// =============================================================================
// Unit Tests
// =============================================================================

#[cfg(test)]
mod tests {
    use super::*;

    fn medicine() -> Medicine {
        Medicine {
            id: "med-1".to_string(),
            name: "Panadol".to_string(),
            company: "GSK".to_string(),
            category: "Tablet".to_string(),
            cost_price_cents: 700,
            sale_price_cents: 1000,
            stock: 20,
            reorder_level: 25,
            expiry: NaiveDate::from_ymd_opt(2026, 12, 31).unwrap(),
            batch_number: "B-42".to_string(),
        }
    }

    #[test]
    fn test_needs_reorder() {
        let mut med = medicine();
        assert!(med.needs_reorder());
        med.stock = 26;
        assert!(!med.needs_reorder());
    }

    #[test]
    fn test_expires_within() {
        let med = medicine();
        let today = NaiveDate::from_ymd_opt(2026, 12, 10).unwrap();
        assert!(med.expires_within(today, 30));
        assert!(!med.expires_within(today, 10));
    }

    #[test]
    fn test_cart_line_subtotal() {
        let line = CartLine {
            medicine_id: "med-1".to_string(),
            name: "Panadol".to_string(),
            company: "GSK".to_string(),
            unit_price_cents: 1000,
            quantity: 3,
            discount_bps: 1000,
            batch_number: "B-42".to_string(),
            stock_at_add: 20,
        };
        assert_eq!(line.line_subtotal().cents(), 3000);
        assert_eq!(line.discount().bps(), 1000);
    }

    #[test]
    fn test_settings_defaults() {
        let settings = Settings::default();
        assert_eq!(settings.default_tax().bps(), 500);
        assert_eq!(settings.currency, "Rs");
        assert_eq!(settings.low_stock_threshold, 50);
        assert!(settings.enable_udhar);
    }

    #[test]
    fn test_payment_method_serde_tags() {
        let json = serde_json::to_string(&PaymentMethod::Udhar).unwrap();
        assert_eq!(json, "\"udhar\"");
        let json = serde_json::to_string(&RefundReason::WrongItem).unwrap();
        assert_eq!(json, "\"wrong_item\"");
    }
}
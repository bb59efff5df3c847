//! # Pharmacy Facade
//!
//! Single entry point over the store and its repositories.
//!
//! ```text
//! ┌─────────────────────────────────────────────────────────────────────────┐
//! │                          Pharmacy<B>                                    │
//! │                                                                         │
//! │   medicines() ──► MedicineRepository ──┐                               │
//! │   inventory() ──► InventoryLedger     │                                │
//! │   sales()     ──► SaleRepository      ├──► PharmacyStore<B> ──► B     │
//! │   refunds()   ──► RefundEngine        │     (JSON codec)    (backend) │
//! │   udhar()     ──► UdharRepository     │                                │
//! │   users()     ──► UserRepository      │                                │
//! │   settings()  ──► SettingsRepository ─┘                                │
//! └─────────────────────────────────────────────────────────────────────────┘
//! ```
//!
//! Repositories borrow the store, so they are cheap to construct on every
//! call; the facade owns nothing but the store itself.
//!
//! ## Usage
//! ```rust,ignore
//! use medistore_store::{JsonFileBackend, Pharmacy};
//!
//! let pharmacy = Pharmacy::new(JsonFileBackend::new("./data")?);
//! let low = pharmacy.medicines().low_stock()?;
//! ```

use crate::backend::{MemoryBackend, StorageBackend};
use crate::repository::inventory::InventoryLedger;
use crate::repository::medicine::MedicineRepository;
use crate::repository::refund::RefundEngine;
use crate::repository::sale::SaleRepository;
use crate::repository::settings::SettingsRepository;
use crate::repository::udhar::UdharRepository;
use crate::repository::user::UserRepository;
use crate::store::PharmacyStore;

/// Handle bundling the store with its repositories.
#[derive(Debug)]
pub struct Pharmacy<B> {
    store: PharmacyStore<B>,
}

impl Pharmacy<MemoryBackend> {
    /// An in-memory pharmacy, for tests and previews.
    pub fn in_memory() -> Self {
        Pharmacy::new(MemoryBackend::new())
    }
}

impl<B: StorageBackend> Pharmacy<B> {
    pub fn new(backend: B) -> Self {
        Pharmacy {
            store: PharmacyStore::new(backend),
        }
    }

    /// Direct access to the typed store.
    pub fn store(&self) -> &PharmacyStore<B> {
        &self.store
    }

    pub fn medicines(&self) -> MedicineRepository<'_, B> {
        MedicineRepository::new(&self.store)
    }

    pub fn inventory(&self) -> InventoryLedger<'_, B> {
        InventoryLedger::new(&self.store)
    }

    pub fn sales(&self) -> SaleRepository<'_, B> {
        SaleRepository::new(&self.store)
    }

    pub fn refunds(&self) -> RefundEngine<'_, B> {
        RefundEngine::new(&self.store)
    }

    pub fn udhar(&self) -> UdharRepository<'_, B> {
        UdharRepository::new(&self.store)
    }

    pub fn users(&self) -> UserRepository<'_, B> {
        UserRepository::new(&self.store)
    }

    pub fn settings(&self) -> SettingsRepository<'_, B> {
        SettingsRepository::new(&self.store)
    }
}

// =============================================================================
// Unit Tests
// =============================================================================

#[cfg(test)]
mod tests {
    use super::*;

    #[test]
    fn test_in_memory_starts_empty() {
        let pharmacy = Pharmacy::in_memory();
        assert!(pharmacy.medicines().all().unwrap().is_empty());
        assert!(pharmacy.sales().all().unwrap().is_empty());
        assert!(pharmacy.refunds().all().unwrap().is_empty());
    }
}
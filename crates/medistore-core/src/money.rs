//! # Money Module
//!
//! Provides the `Money` and `Percentage` types for handling monetary values
//! and rate math safely.
//!
//! ## Why Integer Money?
//! ```text
//! ┌─────────────────────────────────────────────────────────────────────────┐
//! │  THE FLOATING POINT PROBLEM                                             │
//! │                                                                         │
//! │  In floating point:                                                     │
//! │    0.1 + 0.2 = 0.30000000000000004  ❌ WRONG!                           │
//! │                                                                         │
//! │  A refund computed as `Math.round(x * 100) / 100` drifts once the      │
//! │  blended tax ratio enters the picture.                                 │
//! │                                                                         │
//! │  OUR SOLUTION: Integer Cents                                            │
//! │    Every price, discount, tax and refund amount is an i64 cent count.  │
//! │    Rounding happens exactly once, half-up, on the cent boundary.       │
//! └─────────────────────────────────────────────────────────────────────────┘
//! ```
//!
//! ## Usage
//! ```rust
//! use medistore_core::money::{Money, Percentage};
//!
//! let price = Money::from_cents(1000);          // Rs 10.00
//! let line = price.multiply_quantity(3);        // Rs 30.00
//! let off = line.percent_of(Percentage::from_bps(1000)); // 10% => Rs 3.00
//! assert_eq!((line - off).cents(), 2700);
//! ```

use serde::{Deserialize, Serialize};
use std::fmt;
use std::ops::{Add, AddAssign, Mul, Sub, SubAssign};

// =============================================================================
// Percentage
// =============================================================================

/// A percentage represented in basis points (bps).
///
/// ## Why Basis Points?
/// 1 basis point = 0.01% = 1/10000
/// 500 bps = 5% (the default pharmacy tax), 1000 bps = 10% discount.
///
/// Discounts and tax rates are entered as percentages in the UI but stored
/// as bps so percentage math never touches floating point.
#[derive(Debug, Clone, Copy, PartialEq, Eq, PartialOrd, Ord, Serialize, Deserialize)]
pub struct Percentage(u32);

impl Percentage {
    /// Creates a percentage from basis points.
    #[inline]
    pub const fn from_bps(bps: u32) -> Self {
        Percentage(bps)
    }

    /// Creates a percentage from a percent value (for config ergonomics).
    pub fn from_percent(pct: f64) -> Self {
        Percentage((pct * 100.0).round() as u32)
    }

    /// Returns the rate in basis points.
    #[inline]
    pub const fn bps(&self) -> u32 {
        self.0
    }

    /// Returns the rate as a percent (for display only).
    #[inline]
    pub fn percent(&self) -> f64 {
        self.0 as f64 / 100.0
    }

    /// Zero percent.
    #[inline]
    pub const fn zero() -> Self {
        Percentage(0)
    }

    /// Checks if the rate is zero.
    #[inline]
    pub const fn is_zero(&self) -> bool {
        self.0 == 0
    }
}

impl Default for Percentage {
    fn default() -> Self {
        Percentage::zero()
    }
}

// =============================================================================
// Money Type
// =============================================================================

/// Represents a monetary value in the smallest currency unit (paisa/cents).
///
/// ## Design Decisions
/// - **i64 (signed)**: Allows negative values for corrections and change math
/// - **Single field tuple struct**: Zero-cost abstraction over i64
/// - **Derives**: Full serde support so amounts round-trip through the store
///
/// Every monetary value in the system flows through this type: medicine
/// prices, cart line totals, sale totals, refund amounts, udhar balances.
#[derive(
    Debug, Clone, Copy, PartialEq, Eq, PartialOrd, Ord, Hash, Serialize, Deserialize,
)]
#[serde(transparent)]
pub struct Money(i64);

impl Money {
    /// Creates a Money value from cents (the smallest currency unit).
    ///
    /// ## Example
    /// ```rust
    /// use medistore_core::money::Money;
    ///
    /// let price = Money::from_cents(1050); // Rs 10.50
    /// assert_eq!(price.cents(), 1050);
    /// ```
    #[inline]
    pub const fn from_cents(cents: i64) -> Self {
        Money(cents)
    }

    /// Returns the value in cents.
    #[inline]
    pub const fn cents(&self) -> i64 {
        self.0
    }

    /// Returns the major unit (rupees) portion.
    #[inline]
    pub const fn major(&self) -> i64 {
        self.0 / 100
    }

    /// Returns the minor unit portion (always 0-99).
    #[inline]
    pub const fn minor(&self) -> i64 {
        (self.0 % 100).abs()
    }

    /// Zero money value.
    #[inline]
    pub const fn zero() -> Self {
        Money(0)
    }

    /// Checks if the value is zero.
    #[inline]
    pub const fn is_zero(&self) -> bool {
        self.0 == 0
    }

    /// Checks if the value is positive (greater than zero).
    #[inline]
    pub const fn is_positive(&self) -> bool {
        self.0 > 0
    }

    /// Checks if the value is negative (less than zero).
    #[inline]
    pub const fn is_negative(&self) -> bool {
        self.0 < 0
    }

    /// Multiplies money by a quantity.
    ///
    /// ## Example
    /// ```rust
    /// use medistore_core::money::Money;
    ///
    /// let unit_price = Money::from_cents(299);
    /// assert_eq!(unit_price.multiply_quantity(3).cents(), 897);
    /// ```
    #[inline]
    pub const fn multiply_quantity(&self, qty: i64) -> Self {
        Money(self.0 * qty)
    }

    /// Returns `rate` percent of this amount, rounded half-up at the cent.
    ///
    /// ## Implementation
    /// Integer math on i128: `(amount * bps + 5000) / 10000`.
    /// The +5000 provides half-up rounding (5000/10000 = 0.5).
    ///
    /// ## Example
    /// ```rust
    /// use medistore_core::money::{Money, Percentage};
    ///
    /// let subtotal = Money::from_cents(4800);           // Rs 48.00
    /// let tax = subtotal.percent_of(Percentage::from_bps(500)); // 5%
    /// assert_eq!(tax.cents(), 240);                     // Rs 2.40
    /// ```
    pub fn percent_of(&self, rate: Percentage) -> Money {
        // i128 prevents overflow on large amounts
        let cents = (self.0 as i128 * rate.bps() as i128 + 5000) / 10000;
        Money(cents as i64)
    }

    /// Scales this amount by the ratio `numerator / denominator`,
    /// rounded half-up at the cent.
    ///
    /// Used for the blended tax rate on refunds: the tax share of a partial
    /// refund is `raw_refund * sale_tax / sale_subtotal`.
    ///
    /// Returns zero when the denominator is zero or non-positive.
    ///
    /// ## Example
    /// ```rust
    /// use medistore_core::money::Money;
    ///
    /// let raw = Money::from_cents(2000);   // Rs 20.00 refunded goods
    /// let tax = Money::from_cents(500);    // sale carried Rs 5.00 tax
    /// let subtotal = Money::from_cents(5000);
    /// assert_eq!(raw.proportional(tax, subtotal).cents(), 200);
    /// ```
    pub fn proportional(&self, numerator: Money, denominator: Money) -> Money {
        if denominator.0 <= 0 {
            return Money::zero();
        }
        // Half-up: floor((2*a*n + d) / (2*d)) for non-negative operands.
        let n = self.0 as i128 * numerator.0 as i128;
        let d = denominator.0 as i128;
        let cents = (2 * n + d) / (2 * d);
        Money(cents as i64)
    }
}

// =============================================================================
// Trait Implementations
// =============================================================================

/// Display implementation shows money in a human-readable format.
///
/// Currency symbols come from `Settings`; this is for logs and debugging.
impl fmt::Display for Money {
    fn fmt(&self, f: &mut fmt::Formatter<'_>) -> fmt::Result {
        let sign = if self.0 < 0 { "-" } else { "" };
        write!(f, "{}{}.{:02}", sign, self.major().abs(), self.minor())
    }
}

impl Default for Money {
    fn default() -> Self {
        Money::zero()
    }
}

impl Add for Money {
    type Output = Self;

    #[inline]
    fn add(self, other: Self) -> Self {
        Money(self.0 + other.0)
    }
}

impl AddAssign for Money {
    #[inline]
    fn add_assign(&mut self, other: Self) {
        self.0 += other.0;
    }
}

impl Sub for Money {
    type Output = Self;

    #[inline]
    fn sub(self, other: Self) -> Self {
        Money(self.0 - other.0)
    }
}

impl SubAssign for Money {
    #[inline]
    fn sub_assign(&mut self, other: Self) {
        self.0 -= other.0;
    }
}

impl Mul<i64> for Money {
    type Output = Self;

    #[inline]
    fn mul(self, qty: i64) -> Self {
        Money(self.0 * qty)
    }
}

impl std::iter::Sum for Money {
    fn sum<I: Iterator<Item = Money>>(iter: I) -> Money {
        iter.fold(Money::zero(), Add::add)
    }
}

// =============================================================================
// Unit Tests
// =============================================================================
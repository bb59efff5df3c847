//! # Validation Module
//!
//! Field-level validation used by the store repositories before writes.
//!
//! ## Validation Strategy
//! ```text
//! ┌─────────────────────────────────────────────────────────────────────────┐
//! │                      Validation Layers                                  │
//! │                                                                         │
//! │  Layer 1: Caller (UI / CLI)                                            │
//! │  ├── Basic format checks, quantity clamped to available stock          │
//! │  └── Immediate user feedback                                           │
//! │           │                                                             │
//! │           ▼                                                             │
//! │  Layer 2: THIS MODULE + repository business rules                      │
//! │  ├── Field validation (quantity, price, rates)                         │
//! │  └── Duplicate checks, refund gating                                   │
//! │                                                                         │
//! │  There is no database layer underneath: the record store persists      │
//! │  whatever it is given, so this is the last line of defense.            │
//! └─────────────────────────────────────────────────────────────────────────┘
//! ```

use crate::error::ValidationError;
use crate::MAX_LINE_QUANTITY;

/// Result type for validation operations.
pub type ValidationResult<T> = Result<T, ValidationError>;

// =============================================================================
// String Validators
// =============================================================================

/// Validates a medicine (or customer) name.
///
/// ## Rules
/// - Must not be empty after trimming
/// - Must be at most 200 characters
pub fn validate_name(field: &str, value: &str) -> ValidationResult<()> {
    let value = value.trim();

    if value.is_empty() {
        return Err(ValidationError::Required {
            field: field.to_string(),
        });
    }

    if value.len() > 200 {
        return Err(ValidationError::TooLong {
            field: field.to_string(),
            max: 200,
        });
    }

    Ok(())
}

/// Validates an entity id reference.
///
/// Ids are opaque strings; the only rule is that a reference must not be
/// blank.
pub fn validate_id(field: &str, id: &str) -> ValidationResult<()> {
    if id.trim().is_empty() {
        return Err(ValidationError::Required {
            field: field.to_string(),
        });
    }
    Ok(())
}

/// Validates a user email.
///
/// Deliberately loose: something@something. The user list is advisory,
/// not an auth system.
pub fn validate_email(email: &str) -> ValidationResult<()> {
    let email = email.trim();

    if email.is_empty() {
        return Err(ValidationError::Required {
            field: "email".to_string(),
        });
    }

    let mut parts = email.splitn(2, '@');
    let local = parts.next().unwrap_or("");
    let domain = parts.next().unwrap_or("");
    if local.is_empty() || domain.is_empty() {
        return Err(ValidationError::InvalidFormat {
            field: "email".to_string(),
            reason: "must look like name@domain".to_string(),
        });
    }

    Ok(())
}

// =============================================================================
// Numeric Validators
// =============================================================================

/// Validates a line quantity.
///
/// ## Rules
/// - Must be positive (> 0)
/// - Must not exceed MAX_LINE_QUANTITY (999)
pub fn validate_quantity(qty: i64) -> ValidationResult<()> {
    if qty <= 0 {
        return Err(ValidationError::MustBePositive {
            field: "quantity".to_string(),
        });
    }

    if qty > MAX_LINE_QUANTITY {
        return Err(ValidationError::OutOfRange {
            field: "quantity".to_string(),
            min: 1,
            max: MAX_LINE_QUANTITY,
        });
    }

    Ok(())
}

/// Validates a price in cents.
///
/// Zero is allowed (free items); negative is not.
pub fn validate_price_cents(cents: i64) -> ValidationResult<()> {
    if cents < 0 {
        return Err(ValidationError::OutOfRange {
            field: "price".to_string(),
            min: 0,
            max: i64::MAX,
        });
    }

    Ok(())
}

/// Validates a rate in basis points (discount or tax).
///
/// ## Rules
/// - Must be between 0 and 10000 (0% to 100%)
pub fn validate_rate_bps(field: &str, bps: u32) -> ValidationResult<()> {
    if bps > 10000 {
        return Err(ValidationError::OutOfRange {
            field: field.to_string(),
            min: 0,
            max: 10000,
        });
    }

    Ok(())
}

// =============================================================================
// Unit Tests
// =============================================================================

#[cfg(test)]
mod tests {
    use super::*;

    #[test]
    fn test_validate_name() {
        assert!(validate_name("name", "Panadol 500mg").is_ok());
        assert!(validate_name("name", "").is_err());
        assert!(validate_name("name", "   ").is_err());
        assert!(validate_name("name", &"A".repeat(300)).is_err());
    }

    #[test]
    fn test_validate_id() {
        assert!(validate_id("medicine_id", "med-1").is_ok());
        assert!(validate_id("medicine_id", " ").is_err());
    }

    #[test]
    fn test_validate_email() {
        assert!(validate_email("admin@medistore.com").is_ok());
        assert!(validate_email("").is_err());
        assert!(validate_email("no-at-sign").is_err());
        assert!(validate_email("@domain").is_err());
        assert!(validate_email("name@").is_err());
    }

    #[test]
    fn test_validate_quantity() {
        assert!(validate_quantity(1).is_ok());
        assert!(validate_quantity(999).is_ok());
        assert!(validate_quantity(0).is_err());
        assert!(validate_quantity(-1).is_err());
        assert!(validate_quantity(1000).is_err());
    }

    #[test]
    fn test_validate_price_cents() {
        assert!(validate_price_cents(0).is_ok());
        assert!(validate_price_cents(1099).is_ok());
        assert!(validate_price_cents(-100).is_err());
    }

    #[test]
    fn test_validate_rate_bps() {
        assert!(validate_rate_bps("tax", 0).is_ok());
        assert!(validate_rate_bps("tax", 10000).is_ok());
        assert!(validate_rate_bps("tax", 10001).is_err());
    }
}
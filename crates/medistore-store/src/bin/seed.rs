//! # Seed Data Generator
//!
//! Populates a data directory with sample medicines for development.
//!
//! ## Usage
//! ```bash
//! # Seed into ./medistore_data (default)
//! cargo run -p medistore-store --bin seed
//!
//! # Specify data directory
//! cargo run -p medistore-store --bin seed -- --dir ./data
//! ```
//!
//! Each medicine gets a random stock level and a batch expiry spread over
//! the next two years, so the low-stock and expiry reports have something
//! to show right away.

use chrono::{Duration, Utc};
use rand::Rng;
use std::env;

use medistore_store::{JsonFileBackend, NewMedicine, Pharmacy};

/// (name, company, category, cost cents, sale cents)
const MEDICINES: &[(&str, &str, &str, i64, i64)] = &[
    ("Panadol 500mg", "GSK", "Tablet", 1200, 1800),
    ("Panadol Extra", "GSK", "Tablet", 1800, 2500),
    ("Brufen 400mg", "Abbott", "Tablet", 1500, 2200),
    ("Augmentin 625mg", "GSK", "Antibiotic", 28000, 35000),
    ("Amoxil 500mg", "GSK", "Antibiotic", 12000, 16000),
    ("Flagyl 400mg", "Sanofi", "Antibiotic", 5000, 7500),
    ("Ponstan Forte", "Pfizer", "Tablet", 4000, 6000),
    ("Risek 20mg", "Getz Pharma", "Capsule", 18000, 24000),
    ("Nexum 40mg", "Getz Pharma", "Capsule", 22000, 28500),
    ("Softin 10mg", "Getz Pharma", "Tablet", 8000, 11000),
    ("Arinac Forte", "Abbott", "Tablet", 3500, 5000),
    ("Disprin", "Reckitt", "Tablet", 800, 1200),
    ("Calpol Syrup 120ml", "GSK", "Syrup", 9000, 12500),
    ("Brufen Syrup 100ml", "Abbott", "Syrup", 7500, 10500),
    ("Hydryllin Syrup", "Searle", "Syrup", 11000, 15000),
    ("Ventolin Inhaler", "GSK", "Inhaler", 32000, 42000),
    ("Polyfax Ointment", "GSK", "Ointment", 6000, 9000),
    ("Dettol 250ml", "Reckitt", "Antiseptic", 21000, 27500),
    ("ORS Sachet", "Searle", "Sachet", 1500, 2500),
    ("Surbex-Z", "Abbott", "Multivitamin", 25000, 32000),
];

fn main() -> Result<(), Box<dyn std::error::Error>> {
    let args: Vec<String> = env::args().collect();

    let mut dir = String::from("./medistore_data");

    let mut i = 1;
    while i < args.len() {
        match args[i].as_str() {
            "--dir" | "-d" => {
                if i + 1 < args.len() {
                    dir = args[i + 1].clone();
                    i += 1;
                }
            }
            "--help" | "-h" => {
                println!("MediStore Seed Data Generator");
                println!();
                println!("Usage: seed [OPTIONS]");
                println!();
                println!("Options:");
                println!("  -d, --dir <PATH>   Data directory (default: ./medistore_data)");
                println!("  -h, --help         Show this help message");
                return Ok(());
            }
            _ => {}
        }
        i += 1;
    }

    tracing_subscriber::fmt()
        .with_env_filter(
            tracing_subscriber::EnvFilter::try_from_default_env()
                .unwrap_or_else(|_| tracing_subscriber::EnvFilter::new("warn")),
        )
        .init();

    println!("🌱 MediStore Seed Data Generator");
    println!("================================");
    println!("Data directory: {}", dir);
    println!();

    let pharmacy = Pharmacy::new(JsonFileBackend::new(&dir)?);

    let existing = pharmacy.medicines().all()?.len();
    if existing > 0 {
        println!("⚠ Directory already has {} medicines", existing);
        println!("  Skipping seed to avoid duplicates.");
        println!("  Delete the data files to regenerate.");
        return Ok(());
    }

    // Persist the defaults so the settings file exists on disk
    let settings = pharmacy.settings().get()?;
    pharmacy.settings().save(&settings)?;
    println!("✓ Settings written ({})", settings.shop_name);

    // Seed the default admin
    let users = pharmacy.users().all()?;
    println!("✓ Users seeded ({})", users[0].email);

    println!();
    println!("Generating medicines...");

    let mut rng = rand::thread_rng();
    let today = Utc::now().date_naive();
    let mut generated = 0;

    for (idx, (name, company, category, cost, sale)) in MEDICINES.iter().enumerate() {
        let new = NewMedicine {
            name: (*name).to_string(),
            company: (*company).to_string(),
            category: (*category).to_string(),
            cost_price_cents: *cost,
            sale_price_cents: *sale,
            stock: rng.gen_range(0..200),
            reorder_level: 25,
            expiry: today + Duration::days(rng.gen_range(10..730)),
            batch_number: format!("B-{:04}", idx + 1),
        };

        if let Err(e) = pharmacy.medicines().add(new) {
            eprintln!("Failed to insert {}: {}", name, e);
            continue;
        }
        generated += 1;
    }

    println!("✓ Generated {} medicines", generated);

    let low = pharmacy.medicines().low_stock()?.len();
    let expiring = pharmacy.medicines().expiring_soon(today)?.len();
    println!();
    println!("Reports: {} low on stock, {} expiring soon", low, expiring);
    println!();
    println!("✅ Seed complete!");

    Ok(())
}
================================
Restate verbatim the first line above and all lines after it through the line containing "assert!(med.expires_within(today, 30));"; omit the rest.

// =============================================================================
// Unit Tests
// =============================================================================

#[cfg(test)]
mod tests {
    use super::*;

    fn medicine() -> Medicine {
        Medicine {
            id: "med-1".to_string(),
            name: "Panadol".to_string(),
            company: "GSK".to_string(),
            category: "Tablet".to_string(),
            cost_price_cents: 700,
            sale_price_cents: 1000,
            stock: 20,
            reorder_level: 25,
            expiry: NaiveDate::from_ymd_opt(2026, 12, 31).unwrap(),
            batch_number: "B-42".to_string(),
        }
    }

    #[test]
    fn test_needs_reorder() {
        let mut med = medicine();
        assert!(med.needs_reorder());
        med.stock = 26;
        assert!(!med.needs_reorder());
    }

    #[test]
    fn test_expires_within() {
        let med = medicine();
        let today = NaiveDate::from_ymd_opt(2026, 12, 10).unwrap();
        assert!(med.expires_within(today, 30));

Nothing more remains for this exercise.